*ACTIVITY*.
Keeping every word intact, reproduce all of the records.

*PROVIDED DATA*.
//! enroll HTTP Server
//!
//! Axum-based server wiring the reconciliation flow to its trigger sources:
//! lead intake, client payment confirmation, and the provider webhook.

mod handlers;
mod state;

use std::sync::Arc;

use axum::{
    Router,
    routing::{get, post},
};
use tower_http::{
    cors::{Any, CorsLayer},
    trace::TraceLayer,
};
use tracing_subscriber::{layer::SubscriberExt, util::SubscriberInitExt};

use enroll_core::reconcile::TagReconciler;
use enroll_core::resolver::ContactResolver;
use enroll_core::session::MemorySessionStore;
use enroll_crm::GhlClient;
use enroll_payments::{CheckoutLinks, NormalizerConfig, XenditClient};

use crate::handlers::{
    create_invoice, create_lead, get_session, health_check, payment_success, payment_webhook,
    put_session,
};
use crate::state::AppState;

#[tokio::main]
async fn main() -> anyhow::Result<()> {
    // Initialize tracing
    tracing_subscriber::registry()
        .with(tracing_subscriber::EnvFilter::new(
            std::env::var("RUST_LOG").unwrap_or_else(|_| "info,tower_http=debug".into()),
        ))
        .with(tracing_subscriber::fmt::layer())
        .init();

    // Load environment
    dotenvy::dotenv().ok();

    // CRM is mandatory: without it the whole flow is inert
    let directory = Arc::new(
        GhlClient::from_env()
            .map_err(|e| anyhow::anyhow!("GHL configuration: {}", e))?,
    );
    tracing::info!("✓ GHL configured");

    // Payments are optional: without Xendit, static checkout links still work
    let xendit = match XenditClient::from_env() {
        Ok(client) => {
            tracing::info!("✓ Xendit configured");
            Some(Arc::new(client))
        }
        Err(_) => {
            tracing::warn!("⚠ Xendit not configured - dynamic invoices disabled");
            tracing::warn!("  Set XENDIT_SECRET_KEY in .env to enable them");
            None
        }
    };

    let webhook_token = std::env::var("XENDIT_WEBHOOK_TOKEN").unwrap_or_default();
    if webhook_token.is_empty() {
        tracing::warn!("⚠ XENDIT_WEBHOOK_TOKEN not set - all webhook deliveries will be rejected");
    }

    let checkout_links = CheckoutLinks::from_env();
    if checkout_links.student.is_none() && checkout_links.professional.is_none() {
        tracing::warn!("⚠ No static checkout links configured - lead responses carry no redirect");
    }

    // Build application state
    let state = AppState {
        directory: directory.clone(),
        resolver: Arc::new(ContactResolver::new(directory.clone())),
        reconciler: Arc::new(TagReconciler::new(directory)),
        sessions: Arc::new(MemorySessionStore::default()),
        xendit,
        checkout_links,
        normalizer: NormalizerConfig::from_env(),
        webhook_token,
    };

    // CORS configuration
    let cors = CorsLayer::new()
        .allow_origin(Any)
        .allow_methods(Any)
        .allow_headers(Any);

    // Build router
    let app = Router::new()
        // Health & info
        .route("/health", get(health_check))
        // Registration flow
        .route("/api/lead", post(create_lead))
        .route("/api/invoice", post(create_invoice))
        .route("/api/session", post(put_session))
        .route("/api/session/{id}", get(get_session))
        // Payment confirmation triggers
        .route("/api/payment-success", post(payment_success))
        .route("/api/webhooks/payment", post(payment_webhook))
        .layer(cors)
        .layer(TraceLayer::new_for_http())
        .with_state(state);

    // Start server
    let addr = std::env::var("BIND_ADDR").unwrap_or_else(|_| "0.0.0.0:3000".into());
    let listener = tokio::net::TcpListener::bind(&addr).await?;

    tracing::info!("══════════════════════════════════════════════════");
    tracing::info!("🚀 enroll server running on http://{}", addr);
    tracing::info!("══════════════════════════════════════════════════");
    tracing::info!("");
    tracing::info!("Endpoints:");
    tracing::info!("  GET  /health               - Health check");
    tracing::info!("  POST /api/lead             - Register a lead");
    tracing::info!("  POST /api/invoice          - Create a payment invoice");
    tracing::info!("  POST /api/session          - Park checkout details");
    tracing::info!("  GET  /api/session/{{id}}     - Fetch checkout details");
    tracing::info!("  POST /api/payment-success  - Client payment confirmation");
    tracing::info!("  POST /api/webhooks/payment - Provider payment webhook");
    tracing::info!("");

    axum::serve(listener, app).await?;

    Ok(())
}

*SOLUTION*.
//! enroll HTTP Server
//!
//! Axum-based server wiring the reconciliation flow to its trigger sources:
//! lead intake, client payment confirmation, and the provider webhook.

mod handlers;
mod state;

use std::sync::Arc;

use axum::{
    Router,
    routing::{get, post},
};
use tower_http::{
    cors::{Any, CorsLayer},
    trace::TraceLayer,
};
use tracing_subscriber::{layer::SubscriberExt, util::SubscriberInitExt};

use enroll_core::reconcile::TagReconciler;
use enroll_core::resolver::ContactResolver;
use enroll_core::session::MemorySessionStore;
use enroll_crm::GhlClient;
use enroll_payments::{CheckoutLinks, NormalizerConfig, XenditClient};

use crate::handlers::{
    create_invoice, create_lead, get_session, health_check, payment_success, payment_webhook,
    put_session,
};
use crate::state::AppState;

#[tokio::main]
async fn main() -> anyhow::Result<()> {
    // Initialize tracing
    tracing_subscriber::registry()
        .with(tracing_subscriber::EnvFilter::new(
            std::env::var("RUST_LOG").unwrap_or_else(|_| "info,tower_http=debug".into()),
        ))
        .with(tracing_subscriber::fmt::layer())
        .init();

    // Load environment
    dotenvy::dotenv().ok();

    // CRM is mandatory: without it the whole flow is inert
    let directory = Arc::new(
        GhlClient::from_env()
            .map_err(|e| anyhow::anyhow!("GHL configuration: {}", e))?,
    );
    tracing::info!("✓ GHL configured");

    // Payments are optional: without Xendit, static checkout links still work
    let xendit = match XenditClient::from_env() {
        Ok(client) => {
            tracing::info!("✓ Xendit configured");
            Some(Arc::new(client))
        }
        Err(_) => {
            tracing::warn!("⚠ Xendit not configured - dynamic invoices disabled");
            tracing::warn!("  Set XENDIT_SECRET_KEY in .env to enable them");
            None
        }
    };

    let webhook_token = std::env::var("XENDIT_WEBHOOK_TOKEN").unwrap_or_default();
    if webhook_token.is_empty() {
        tracing::warn!("⚠ XENDIT_WEBHOOK_TOKEN not set - all webhook deliveries will be rejected");
    }

    let checkout_links = CheckoutLinks::from_env();
    if checkout_links.student.is_none() && checkout_links.professional.is_none() {
        tracing::warn!("⚠ No static checkout links configured - lead responses carry no redirect");
    }

    // Build application state
    let state = AppState {
        directory: directory.clone(),
        resolver: Arc::new(ContactResolver::new(directory.clone())),
        reconciler: Arc::new(TagReconciler::new(directory)),
        sessions: Arc::new(MemorySessionStore::default()),
        xendit,
        checkout_links,
        normalizer: NormalizerConfig::from_env(),
        webhook_token,
    };

    // CORS configuration
    let cors = CorsLayer::new()
        .allow_origin(Any)
        .allow_methods(Any)
        .allow_headers(Any);

    // Build router
    let app = Router::new()
        // Health & info
        .route("/health", get(health_check))
        // Registration flow
        .route("/api/lead", post(create_lead))
        .route("/api/invoice", post(create_invoice))
        .route("/api/session", post(put_session))
        .route("/api/session/{id}", get(get_session))
        // Payment confirmation triggers
        .route("/api/payment-success", post(payment_success))
        .route("/api/webhooks/payment", post(payment_webhook))
        .layer(cors)
        .layer(TraceLayer::new_for_http())
        .with_state(state);

    // Start server
    let addr = std::env::var("BIND_ADDR").unwrap_or_else(|_| "0.0.0.0:3000".into());
    let listener = tokio::net::TcpListener::bind(&addr).await?;

    tracing::info!("══════════════════════════════════════════════════");
    tracing::info!("🚀 enroll server running on http://{}", addr);
    tracing::info!("══════════════════════════════════════════════════");
    tracing::info!("");
    tracing::info!("Endpoints:");
    tracing::info!("  GET  /health               - Health check");
    tracing::info!("  POST /api/lead             - Register a lead");
    tracing::info!("  POST /api/invoice          - Create a payment invoice");
    tracing::info!("  POST /api/session          - Park checkout details");
    tracing::info!("  GET  /api/session/{{id}}     - Fetch checkout details");
    tracing::info!("  POST /api/payment-success  - Client payment confirmation");
    tracing::info!("  POST /api/webhooks/payment - Provider payment webhook");
    tracing::info!("");

    axum::serve(listener, app).await?;

    Ok(())
}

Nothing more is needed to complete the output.